My great-great-great-grandparents lived in it.
More on that later.
I’ve been back from Ireland a few weeks, but I’ve only gotten around to typing it up until now. So there.
My dad and I planned to spend ten days in Ireland. Our mission? Find evidence of my great-grandmother. One can get dual citizenship in Ireland if you have one grandparent that was born in the country, as my dad has.
Now one might ask, how come we never looked for this until now? Well, people have. My dad and stepmom went to Ireland three years ago and came up with nothing. His uncle and daughter went many years ago and found nothing. How were we going to find evidence on my Irish ancestors this year when the last relative to have known them, my grandmother, died over a year ago?
Here’s what we knew before my grandmother died. I decided to only include their first names. Just assume they’re all very very Irish surnames, because they are. The first names are too.
My Irish great-grandmother (Mary) was one of four children. They were from County Carlow. Three came to America (the ones that came with her were Margaret and Patrick), and one (Thomas) stayed behind. Mary and Margaret lived in Manhattan, Patrick in White Plains. Mary later moved to Queens, where she died in 1937. Margaret died in 1941. They’re buried in the same grave. The headstone says Margaret was born in 1868, and Mary in 1878. But we had reason to believe Mary was lying about her age.
Here’s what I found after my grandmother died, after I found a desk full of all her letters, which were meticulously organized by recipient:
I found an envelope labeled “Mary Kelly and Ireland.” There was one letter from 1940 or so from Mary Kelly, telling my grandmother that she’d given her and my grandfather’s address to a distant cousin in Ireland. The other letters, written during WWII, seemed to be to Mary Kelly from that cousin, and even though they were vague, they seemed to imply that Thomas, the uncle that stayed behind, had had children. One letter mentioned Frank and Pat, another Frank and Luke. Another mentioned a daughter that was a nun. These letters were from a town called Pollerton Little, in County Carlow.
Written on that envelope was a kind of family tree in my grandmother’s handwriting. It began with “Francis and Elizabeth (grandparents),” followed by “Children: Thomas and Margaret (twins), Patrick, Mary. Thomas married twice. Patrick married Margaret.” (No, Patrick did not marry his sister, I’m not including last names, remember?) The main thing about finding this envelope was that it contradicted the names of the parents listed on Mary’s death certificate. Those were listed as Thomas and Mary.
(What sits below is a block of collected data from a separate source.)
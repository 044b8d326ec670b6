//! Whitespace and comment removal.
//!
//! Copyright (c) 2025 Posit, PBC

use super::{CssTransform, TransformContext};
use crate::error::Result;
use crate::links::{is_ident_byte, skip_comment, skip_string};

pub struct Minify;

impl CssTransform for Minify {
    fn name(&self) -> &str {
        "minify"
    }

    fn transform(&self, css: &mut String, ctx: &mut TransformContext<'_>) -> Result<()> {
        let before = css.len();
        *css = minify_css(css);
        ctx.lines_preserved = false;
        ctx.sources.clear();
        tracing::debug!(asset = %ctx.asset, before, after = css.len(), "minified");
        Ok(())
    }
}

fn is_tight(b: u8) -> bool {
    matches!(b, b'{' | b'}' | b';' | b',')
}

/// Remove comments and insignificant whitespace.
///
/// Whitespace runs collapse to one space, and disappear entirely next to
/// `{`, `}`, `;` and `,`. A `;` directly before `}` is dropped. String
/// literals and `url()` arguments are copied verbatim.
pub fn minify_css(css: &str) -> String {
    let bytes = css.as_bytes();
    let mut out: Vec<u8> = Vec::with_capacity(css.len());
    let mut pending_space = false;
    let mut i = 0;

    while i < bytes.len() {
        let b = bytes[i];

        if b == b'/' && bytes.get(i + 1) == Some(&b'*') {
            i = skip_comment(bytes, i);
            pending_space = true;
            continue;
        }
        if b.is_ascii_whitespace() {
            pending_space = true;
            i += 1;
            continue;
        }

        if pending_space {
            let prev = out.last().copied();
            if prev.is_some_and(|p| !is_tight(p)) && !is_tight(b) {
                out.push(b' ');
            }
            pending_space = false;
        }

        match b {
            b'"' | b'\'' => {
                let end = skip_string(bytes, i);
                out.extend_from_slice(&bytes[i..end]);
                i = end;
            }
            b'(' if out.len() >= 3
                && out[out.len() - 3..].eq_ignore_ascii_case(b"url")
                && (out.len() == 3 || !is_ident_byte(out[out.len() - 4])) =>
            {
                let close = bytes[i..]
                    .iter()
                    .position(|c| *c == b')')
                    .map_or(bytes.len(), |p| i + p + 1);
                out.extend_from_slice(&bytes[i..close]);
                i = close;
            }
            b'}' => {
                if out.last() == Some(&b';') {
                    out.pop();
                }
                out.push(b);
                i += 1;
            }
            _ => {
                out.push(b);
                i += 1;
            }
        }
    }

    // Only ASCII bytes were removed, so the result is still UTF-8.
    String::from_utf8(out).unwrap_or_default()
}
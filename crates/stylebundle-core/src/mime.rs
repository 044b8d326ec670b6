//! MIME types of linked assets.
//!
//! Copyright (c) 2025 Posit, PBC

/// Fallback for extensions not in the table.
pub const OCTET_STREAM: &str = "application/octet-stream";

/// Extensions commonly referenced from stylesheets.
const LINKED_EXTENSIONS: &[(&str, &str)] = &[
    // Fonts
    ("woff", "font/woff"),
    ("woff2", "font/woff2"),
    ("ttf", "font/ttf"),
    ("otf", "font/otf"),
    ("eot", "application/vnd.ms-fontobject"),
    // Images
    ("png", "image/png"),
    ("jpg", "image/jpeg"),
    ("jpeg", "image/jpeg"),
    ("gif", "image/gif"),
    ("webp", "image/webp"),
    ("avif", "image/avif"),
    ("svg", "image/svg+xml"),
    ("ico", "image/x-icon"),
    ("cur", "image/x-icon"),
    ("bmp", "image/bmp"),
    // Audio/Video
    ("mp3", "audio/mpeg"),
    ("mp4", "video/mp4"),
    ("webm", "video/webm"),
    ("ogg", "audio/ogg"),
    ("wav", "audio/wav"),
];

/// Get MIME type from file extension, falling back to `application/octet-stream`.
pub fn mime_type_from_extension(ext: &str) -> &'static str {
    let ext_lower = ext.to_lowercase();
    LINKED_EXTENSIONS
        .iter()
        .find(|(e, _)| *e == ext_lower)
        .map_or(OCTET_STREAM, |(_, mime)| *mime)
}
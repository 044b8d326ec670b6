//! Command implementations for the stylebundle CLI
//!
//! Each command module handles the CLI interface and delegates to
//! stylebundle-core for the actual work.

pub mod build;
Here’s what my dad found a few months before we left:
There’s a website that lists what’s on gravestones in cemeteries in Ireland. It’s done by volunteer submission. And someone had submitted the headstones in a cemetery in Bennekerry, County Carlow, which had several of them with the surname we were looking for. One was erected by a Patrick “of White Plains, New York,” but all the other names were wrong. Another was for a Francis and Elizabeth, erected by Thomas of Rutland, and Thomas was buried there, along with his two wives. There was also a child of Thomas’s there, died age 31 in 1930, and also a baby buried in 1972. This seemed more like it, even though we had no idea where the baby came from. Rutland, Bennekerry, and Pollerton Little are all within two miles of each other, too.
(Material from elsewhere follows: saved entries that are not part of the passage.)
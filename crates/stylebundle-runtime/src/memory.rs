/*
 * memory.rs
 * Copyright (c) 2025 Posit, PBC
 *
 * MemoryRuntime: a SystemRuntime over an in-memory virtual file system.
 */

use std::collections::{HashMap, HashSet};
use std::io;
use std::path::{Component, Path, PathBuf};
use std::sync::RwLock;

use crate::traits::{PathKind, RuntimeError, RuntimeResult, SystemRuntime};

/// Helper function to create a "not found" error.
fn not_found_error(path: &Path) -> RuntimeError {
    RuntimeError::Io(io::Error::new(
        io::ErrorKind::NotFound,
        format!("Path not found: {}", path.display()),
    ))
}

/// In-memory file system.
///
/// Directories are created implicitly for the parents of every file that
/// is added. Relative paths are interpreted against the project root.
#[derive(Debug)]
pub struct VirtualFileSystem {
    /// File contents, keyed by normalized absolute path
    files: HashMap<PathBuf, Vec<u8>>,
    /// Directory entries (automatically includes parents of all files)
    directories: HashSet<PathBuf>,
    /// Project root directory (default working directory)
    project_root: PathBuf,
}

impl VirtualFileSystem {
    /// Create a new empty virtual filesystem rooted at `/project`.
    pub fn new() -> Self {
        Self::with_project_root(PathBuf::from("/project"))
    }

    /// Create VFS with a custom project root.
    pub fn with_project_root(project_root: PathBuf) -> Self {
        let mut vfs = Self {
            files: HashMap::new(),
            directories: HashSet::new(),
            project_root: project_root.clone(),
        };
        vfs.directories.insert(PathBuf::from("/"));
        vfs.add_directory_and_parents(&project_root);
        vfs
    }

    /// Add a file, creating all parent directories.
    pub fn add_file(&mut self, path: &Path, contents: Vec<u8>) {
        let normalized = self.normalize_path(path);
        if let Some(parent) = normalized.parent() {
            self.add_directory_and_parents(parent);
        }
        self.files.insert(normalized, contents);
    }

    /// Add a directory (and all parent directories).
    pub fn add_directory(&mut self, path: &Path) {
        let normalized = self.normalize_path(path);
        self.add_directory_and_parents(&normalized);
    }

    /// List all files, sorted.
    pub fn list_files(&self) -> Vec<PathBuf> {
        let mut files: Vec<PathBuf> = self.files.keys().cloned().collect();
        files.sort();
        files
    }

    pub fn is_file(&self, path: &Path) -> bool {
        self.files.contains_key(&self.normalize_path(path))
    }

    pub fn is_directory(&self, path: &Path) -> bool {
        self.directories.contains(&self.normalize_path(path))
    }

    pub fn read_file(&self, path: &Path) -> RuntimeResult<Vec<u8>> {
        let normalized = self.normalize_path(path);
        self.files
            .get(&normalized)
            .cloned()
            .ok_or_else(|| not_found_error(&normalized))
    }

    pub fn project_root(&self) -> &Path {
        &self.project_root
    }

    /// Normalize a path to an absolute path.
    pub fn normalize_path(&self, path: &Path) -> PathBuf {
        if path.is_absolute() {
            return normalize_components(path);
        }
        normalize_components(&self.project_root.join(path))
    }

    fn add_directory_and_parents(&mut self, path: &Path) {
        let mut current = PathBuf::new();
        for component in path.components() {
            current.push(component);
            self.directories.insert(current.clone());
        }
    }
}

impl Default for VirtualFileSystem {
    fn default() -> Self {
        Self::new()
    }
}

/// Normalize path components (remove `.` and resolve `..`).
fn normalize_components(path: &Path) -> PathBuf {
    let mut normalized = PathBuf::new();
    for component in path.components() {
        match component {
            Component::ParentDir => {
                if !normalized.pop() {
                    normalized.push("/");
                }
            }
            Component::CurDir => {}
            other => normalized.push(other),
        }
    }
    if normalized.as_os_str().is_empty() {
        normalized.push("/");
    }
    normalized
}

/// Runtime over a [`VirtualFileSystem`].
///
/// Uses an `RwLock` so one instance can be shared by concurrent build workers.
#[derive(Debug, Default)]
pub struct MemoryRuntime {
    vfs: RwLock<VirtualFileSystem>,
}

impl MemoryRuntime {
    pub fn new() -> Self {
        Self::default()
    }

    pub fn with_vfs(vfs: VirtualFileSystem) -> Self {
        Self {
            vfs: RwLock::new(vfs),
        }
    }

    /// Add (or replace) a file.
    pub fn add_file(&self, path: impl AsRef<Path>, contents: impl Into<Vec<u8>>) {
        self.write_vfs().add_file(path.as_ref(), contents.into());
    }

    pub fn list_files(&self) -> Vec<PathBuf> {
        self.read_vfs().list_files()
    }

    pub fn project_root(&self) -> PathBuf {
        self.read_vfs().project_root().to_path_buf()
    }

    fn read_vfs(&self) -> std::sync::RwLockReadGuard<'_, VirtualFileSystem> {
        // A poisoned lock only means a writer panicked mid-insert; the map is still usable.
        self.vfs.read().unwrap_or_else(|e| e.into_inner())
    }

    fn write_vfs(&self) -> std::sync::RwLockWriteGuard<'_, VirtualFileSystem> {
        self.vfs.write().unwrap_or_else(|e| e.into_inner())
    }
}

impl SystemRuntime for MemoryRuntime {
    fn file_read(&self, path: &Path) -> RuntimeResult<Vec<u8>> {
        self.read_vfs().read_file(path)
    }

    fn file_write(&self, path: &Path, contents: &[u8]) -> RuntimeResult<()> {
        self.write_vfs().add_file(path, contents.to_vec());
        Ok(())
    }

    fn path_exists(&self, path: &Path, kind: Option<PathKind>) -> RuntimeResult<bool> {
        let vfs = self.read_vfs();
        Ok(match kind {
            None => vfs.is_file(path) || vfs.is_directory(path),
            Some(PathKind::File) => vfs.is_file(path),
            Some(PathKind::Directory) => vfs.is_directory(path),
        })
    }

    fn canonicalize(&self, path: &Path) -> RuntimeResult<PathBuf> {
        let vfs = self.read_vfs();
        let normalized = vfs.normalize_path(path);
        if vfs.is_file(&normalized) || vfs.is_directory(&normalized) {
            Ok(normalized)
        } else {
            Err(not_found_error(&normalized))
        }
    }

    fn dir_create(&self, path: &Path, _recursive: bool) -> RuntimeResult<()> {
        self.write_vfs().add_directory(path);
        Ok(())
    }

    fn cwd(&self) -> RuntimeResult<PathBuf> {
        Ok(self.project_root())
    }
}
Here’s what my dad and I found out within the week before we left:
My aunt had given my dad a book a few Christmases ago about finding Irish ancestry, and I read part of it. It told me that in Ireland, births were registered in parishes, and there were church parishes and civil parishes. Civil registration wasn’t required in Ireland until 1864. (Good, just in time for my ancestors to be born!) I also looked up all the places in Ireland that I could search about ancestry. I also found the website of the parish of Bennekerry, which said that before 1976, I need to be looking in the Tinryland parish. We didn’t even know if it was our relatives in that grave, but it was good to know. Also, the book told me that most of the church records back in the day were in Latin, including Latinizing most of the names. So since I was looking for a Mary, I had to search for Maria. And even then, the names might be different from what you thought they were, spelling or otherwise.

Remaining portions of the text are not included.